Construction can be done in O(N log (N)) time and the constants can be reduced by a bucket sorting preprocess. Furthermore, it is also possible to do a lazy construction of the hierarchy to further reduce the memory footprint, since construction will be avoided in unvisited elements of the scéne.

The number of object references in this technique is equal to the number of objects. This is an advantage since this restriction is not guaranteed by kD-trees in which a primitive is referenced multiple times.

Reference: Carsten Wächter and Alexander Keller, 2006: Instant Ray Tracing: The Bounding Interval Hierarchy. Eurographics Symposium on Rendering

Visibility driven BVH build up algorithm for ray tracing

The heuristic for creating BVH and kD-trees is usually the surface area heuristic or SAH and this heuristic performs well. However, the assumptions for the cost function are rather unrealistic. The assumptions are:

A uniform distribution of rays in scene space
Shadow rays do not terminate after their first intersection

The paper modifies the cost function to include visibility information.

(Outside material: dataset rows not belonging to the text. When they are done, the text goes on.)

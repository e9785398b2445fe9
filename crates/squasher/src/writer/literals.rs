use std::fmt::Write;

use ruff_python_ast::str::{Quote, TripleQuotes};
use ruff_python_literal::{
    char::is_printable,
    escape::{Escape, UnicodeEscape},
};

use crate::error::{Result, SquashError};

const TRIPLE: &str = "\"\"\"";

/// `repr()` of a string: single quoted unless the text contains single
/// quotes and no double quotes.
pub fn string_repr(value: &str) -> Result<String> {
    UnicodeEscape::with_preferred_quote(value, Quote::Single)
        .str_repr(TripleQuotes::No)
        .to_string()
        .ok_or_else(|| SquashError::Serialization(format!("string of {} bytes", value.len())))
}

/// A `"""` literal that keeps line breaks of `content` as written.
pub fn triple_quoted(content: &str) -> String {
    let mut result = String::with_capacity(content.len() + 2 * TRIPLE.len());
    result.push_str(TRIPLE);
    append_triple_content(content, &mut result);
    result.push_str(TRIPLE);
    result
}

/// A single-line literal using the escapes a `repr()` would.
pub fn single_line(content: &str) -> String {
    let escape = UnicodeEscape::with_preferred_quote(content, Quote::Single);
    let mut body = String::new();
    if let Some(len) = escape.layout().len {
        body.reserve(len);
    }
    // Writing into a String cannot fail.
    let _ = escape.write_body(&mut body);
    let quote = escape.layout().quote.as_char();
    format!("{quote}{body}{quote}")
}

fn append_triple_content(content: &str, buf: &mut String) {
    let mut chars = content.char_indices().peekable();
    while let Some((index, ch)) = chars.next() {
        if content[index..].starts_with(TRIPLE) {
            buf.push('\\');
            buf.push_str(TRIPLE);
            chars.next();
            chars.next();
            continue;
        }
        // A quote right before the closing delimiter would end the literal.
        if ch == '"' && chars.peek().is_none() {
            buf.push_str("\\\"");
            continue;
        }
        push_triple_char(ch, buf);
    }
}

fn push_triple_char(ch: char, buf: &mut String) {
    match ch {
        '\n' | '\t' => buf.push(ch),
        '\r' => buf.push_str("\\r"),
        '\\' => buf.push_str("\\\\"),
        other if should_escape(other) => push_unicode_escape(other, buf),
        other => buf.push(other),
    }
}

fn should_escape(ch: char) -> bool {
    matches!(ch, '\0'..='\x08' | '\x0b' | '\x0c' | '\x0e'..='\x1f' | '\x7f')
        || (!ch.is_ascii() && !is_printable(ch))
}

fn push_unicode_escape(ch: char, buf: &mut String) {
    let code = ch as u32;
    if code < 0x100 {
        let _ = write!(buf, "\\x{code:02x}");
    } else if code < 0x10000 {
        let _ = write!(buf, "\\u{code:04x}");
    } else {
        let _ = write!(buf, "\\U{code:08x}");
    }
}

If the visibility assumptions are (mostly) valid, (on average) the algorithm will perform better.

The proposed method is usefull in animations, where we have knowledge about visibility from previous frames and in scenario's were a large number of rays needs to be traced.

With the infomation about the approximate visibility, a cost function is defined that accounts visibile and invisible triangles differently. This seperates the visible and invisible geometry in the hierarchy which results in shallower trees in the part with the visibile triangles. Figure 2 visualizes how the SAH would possibly generate a BVH (on the left) versus the new heuristic called OSAH. The blue triangle represents a visible triangle while the gray are invisible.

Figure 2: SAH vs OSAH hierarchy

Reference: Marek Vingkler, Vlastimil Havran, JiriSochor, 2012: Visibility driven BVH build up algorithm for ray tracing. Computers & Graphics 36 (2012) p. 283-296

Accelerating Shadow Rays Using Volumetric Occluders and Modified kD-tree traversal

An algorithm is described that marks nodes of a kD-tree using two additional bits. These bits are used to differentiate between three possible situations. The node is either:

Opaque (completly inside the model)
Boundary (contains a triangle of the model)
Clear (is completely outside the model)

Traversal down the kD-tree can be stopped when an opaque node is reached. The traversal of the kD-tree is also modified to favor opaque nodes, since for a shadow ray, any intersection is good, not necessarily the closed.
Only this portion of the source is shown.